use anyhow::{Context, Result};
use clap::{ArgAction, Parser};
use std::path::{Path, PathBuf};
use std::time::Duration;

use netdiag::config::DiagnosticsConfig;
use netdiag::state::DiagnosticKind;

/// Network path diagnostics: ping, traceroute, mtr and speed test with ISP detection
#[derive(Parser, Debug, Clone)]
#[command(name = "netdiag")]
#[command(author, version, about, long_about = None)]
pub struct Args {
    /// Target hosts to test (IP address or hostname); defaults to the configured targets
    pub targets: Vec<String>,

    /// Read targets from a file, one per line (`#` starts a comment)
    #[arg(short = 'f', long = "target-file")]
    pub target_file: Option<PathBuf>,

    /// Test kinds to run (ping, traceroute, mtr, speedtest); repeatable, default all
    #[arg(short = 'k', long = "kind")]
    pub kinds: Vec<DiagnosticKind>,

    /// Config file (default: <config dir>/netdiag/config.toml)
    #[arg(long = "config")]
    pub config: Option<PathBuf>,

    /// Number of tests running concurrently
    #[arg(long = "workers")]
    pub workers: Option<usize>,

    /// Attempts per test before giving up
    #[arg(long = "attempts")]
    pub attempts: Option<u32>,

    /// Stop the whole run after this many seconds, keeping finished results
    #[arg(long = "deadline")]
    pub deadline: Option<f64>,

    /// Skip ISP detection
    #[arg(long = "no-isp")]
    pub no_isp: bool,

    /// Skip reverse DNS during ISP detection
    #[arg(long = "no-rdns")]
    pub no_rdns: bool,

    /// Output JSON
    #[arg(long = "json")]
    pub json: bool,

    /// Output CSV
    #[arg(long = "csv")]
    pub csv: bool,

    /// Output a text report (default)
    #[arg(long = "report")]
    pub report: bool,

    /// Write output to a file instead of stdout
    #[arg(short = 'o', long = "output")]
    pub output: Option<PathBuf>,

    /// Re-render a saved JSON report instead of running tests
    #[arg(long = "replay")]
    pub replay: Option<PathBuf>,

    /// Increase log verbosity (-v info, -vv debug)
    #[arg(short = 'v', long = "verbose", action = ArgAction::Count)]
    pub verbose: u8,
}

/// Output format selected on the command line
#[derive(Debug, Clone, Copy, PartialEq, Eq)]
pub enum OutputFormat {
    Json,
    Csv,
    Report,
}

impl Args {
    /// Validate arguments
    pub fn validate(&self) -> Result<(), String> {
        let formats = [self.json, self.csv, self.report].iter().filter(|f| **f).count();
        if formats > 1 {
            return Err("Only one of --json, --csv and --report can be used".into());
        }

        if self.workers == Some(0) {
            return Err("Workers must be at least 1".into());
        }

        if self.attempts == Some(0) {
            return Err("Attempts must be at least 1".into());
        }

        if let Some(deadline) = self.deadline
            && !(deadline > 0.0 && Duration::try_from_secs_f64(deadline).is_ok())
        {
            return Err("Deadline must be a positive number of seconds".into());
        }

        if self.target_file.is_some() && !self.targets.is_empty() {
            return Err("--target-file cannot be combined with targets".into());
        }

        if self.replay.is_some() && (!self.targets.is_empty() || self.target_file.is_some()) {
            return Err("--replay does not take targets".into());
        }

        Ok(())
    }

    pub fn format(&self) -> OutputFormat {
        if self.json {
            OutputFormat::Json
        } else if self.csv {
            OutputFormat::Csv
        } else {
            OutputFormat::Report
        }
    }

    /// Requested kinds, all of them when none were given
    pub fn kinds(&self) -> Vec<DiagnosticKind> {
        if self.kinds.is_empty() {
            DiagnosticKind::ALL.to_vec()
        } else {
            self.kinds.clone()
        }
    }

    /// Command-line targets, then the target file, then the configured ones
    pub fn targets(&self, config: &DiagnosticsConfig) -> Result<Vec<String>> {
        if !self.targets.is_empty() {
            return Ok(self.targets.clone());
        }
        match &self.target_file {
            Some(path) => load_targets(path),
            None => Ok(config.targets.clone()),
        }
    }

    /// Default log filter for the verbosity level
    pub fn log_filter(&self) -> &'static str {
        match self.verbose {
            0 => "netdiag=warn",
            1 => "netdiag=info",
            _ => "netdiag=debug",
        }
    }

    /// Overlay command-line overrides on the loaded config
    pub fn apply(&self, config: &mut DiagnosticsConfig) {
        if let Some(workers) = self.workers {
            config.worker_pool_size = workers;
        }
        if let Some(attempts) = self.attempts {
            for kind in DiagnosticKind::ALL {
                config.kind_mut(kind).max_attempts = attempts;
            }
        }
        if let Some(deadline) = self.deadline
            && let Ok(deadline) = Duration::try_from_secs_f64(deadline)
        {
            config.overall_deadline = Some(deadline);
        }
        if self.no_isp {
            config.isp.enabled = false;
        }
        if self.no_rdns {
            config.isp.reverse_dns = false;
        }
    }
}

/// One target per line; blank lines and `#` comments are skipped
fn load_targets(path: &Path) -> Result<Vec<String>> {
    let content = std::fs::read_to_string(path)
        .with_context(|| format!("Failed to read target file: {}", path.display()))?;

    Ok(content
        .lines()
        .map(str::trim)
        .filter(|line| !line.is_empty() && !line.starts_with('#'))
        .map(String::from)
        .collect())
}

◆ REQUIREMENT ◆
Repeat all of the listing above exactly, leaving nothing out.

◆ OUTPUT OF THE TASK ◆
use anyhow::{Context, Result};
use clap::{ArgAction, Parser};
use std::path::{Path, PathBuf};
use std::time::Duration;

use netdiag::config::DiagnosticsConfig;
use netdiag::state::DiagnosticKind;

/// Network path diagnostics: ping, traceroute, mtr and speed test with ISP detection
#[derive(Parser, Debug, Clone)]
#[command(name = "netdiag")]
#[command(author, version, about, long_about = None)]
pub struct Args {
    /// Target hosts to test (IP address or hostname); defaults to the configured targets
    pub targets: Vec<String>,

    /// Read targets from a file, one per line (`#` starts a comment)
    #[arg(short = 'f', long = "target-file")]
    pub target_file: Option<PathBuf>,

    /// Test kinds to run (ping, traceroute, mtr, speedtest); repeatable, default all
    #[arg(short = 'k', long = "kind")]
    pub kinds: Vec<DiagnosticKind>,

    /// Config file (default: <config dir>/netdiag/config.toml)
    #[arg(long = "config")]
    pub config: Option<PathBuf>,

    /// Number of tests running concurrently
    #[arg(long = "workers")]
    pub workers: Option<usize>,

    /// Attempts per test before giving up
    #[arg(long = "attempts")]
    pub attempts: Option<u32>,

    /// Stop the whole run after this many seconds, keeping finished results
    #[arg(long = "deadline")]
    pub deadline: Option<f64>,

    /// Skip ISP detection
    #[arg(long = "no-isp")]
    pub no_isp: bool,

    /// Skip reverse DNS during ISP detection
    #[arg(long = "no-rdns")]
    pub no_rdns: bool,

    /// Output JSON
    #[arg(long = "json")]
    pub json: bool,

    /// Output CSV
    #[arg(long = "csv")]
    pub csv: bool,

    /// Output a text report (default)
    #[arg(long = "report")]
    pub report: bool,

    /// Write output to a file instead of stdout
    #[arg(short = 'o', long = "output")]
    pub output: Option<PathBuf>,

    /// Re-render a saved JSON report instead of running tests
    #[arg(long = "replay")]
    pub replay: Option<PathBuf>,

    /// Increase log verbosity (-v info, -vv debug)
    #[arg(short = 'v', long = "verbose", action = ArgAction::Count)]
    pub verbose: u8,
}

/// Output format selected on the command line
#[derive(Debug, Clone, Copy, PartialEq, Eq)]
pub enum OutputFormat {
    Json,
    Csv,
    Report,
}

impl Args {
    /// Validate arguments
    pub fn validate(&self) -> Result<(), String> {
        let formats = [self.json, self.csv, self.report].iter().filter(|f| **f).count();
        if formats > 1 {
            return Err("Only one of --json, --csv and --report can be used".into());
        }

        if self.workers == Some(0) {
            return Err("Workers must be at least 1".into());
        }

        if self.attempts == Some(0) {
            return Err("Attempts must be at least 1".into());
        }

        if let Some(deadline) = self.deadline
            && !(deadline > 0.0 && Duration::try_from_secs_f64(deadline).is_ok())
        {
            return Err("Deadline must be a positive number of seconds".into());
        }

        if self.target_file.is_some() && !self.targets.is_empty() {
            return Err("--target-file cannot be combined with targets".into());
        }

        if self.replay.is_some() && (!self.targets.is_empty() || self.target_file.is_some()) {
            return Err("--replay does not take targets".into());
        }

        Ok(())
    }

    pub fn format(&self) -> OutputFormat {
        if self.json {
            OutputFormat::Json
        } else if self.csv {
            OutputFormat::Csv
        } else {
            OutputFormat::Report
        }
    }

    /// Requested kinds, all of them when none were given
    pub fn kinds(&self) -> Vec<DiagnosticKind> {
        if self.kinds.is_empty() {
            DiagnosticKind::ALL.to_vec()
        } else {
            self.kinds.clone()
        }
    }

    /// Command-line targets, then the target file, then the configured ones
    pub fn targets(&self, config: &DiagnosticsConfig) -> Result<Vec<String>> {
        if !self.targets.is_empty() {
            return Ok(self.targets.clone());
        }
        match &self.target_file {
            Some(path) => load_targets(path),
            None => Ok(config.targets.clone()),
        }
    }

    /// Default log filter for the verbosity level
    pub fn log_filter(&self) -> &'static str {
        match self.verbose {
            0 => "netdiag=warn",
            1 => "netdiag=info",
            _ => "netdiag=debug",
        }
    }

    /// Overlay command-line overrides on the loaded config
    pub fn apply(&self, config: &mut DiagnosticsConfig) {
        if let Some(workers) = self.workers {
            config.worker_pool_size = workers;
        }
        if let Some(attempts) = self.attempts {
            for kind in DiagnosticKind::ALL {
                config.kind_mut(kind).max_attempts = attempts;
            }
        }
        if let Some(deadline) = self.deadline
            && let Ok(deadline) = Duration::try_from_secs_f64(deadline)
        {
            config.overall_deadline = Some(deadline);
        }
        if self.no_isp {
            config.isp.enabled = false;
        }
        if self.no_rdns {
            config.isp.reverse_dns = false;
        }
    }
}

/// One target per line; blank lines and `#` comments are skipped
fn load_targets(path: &Path) -> Result<Vec<String>> {
    let content = std::fs::read_to_string(path)
        .with_context(|| format!("Failed to read target file: {}", path.display()))?;

    Ok(content
        .lines()
        .map(str::trim)
        .filter(|line| !line.is_empty() && !line.starts_with('#'))
        .map(String::from)
        .collect())
}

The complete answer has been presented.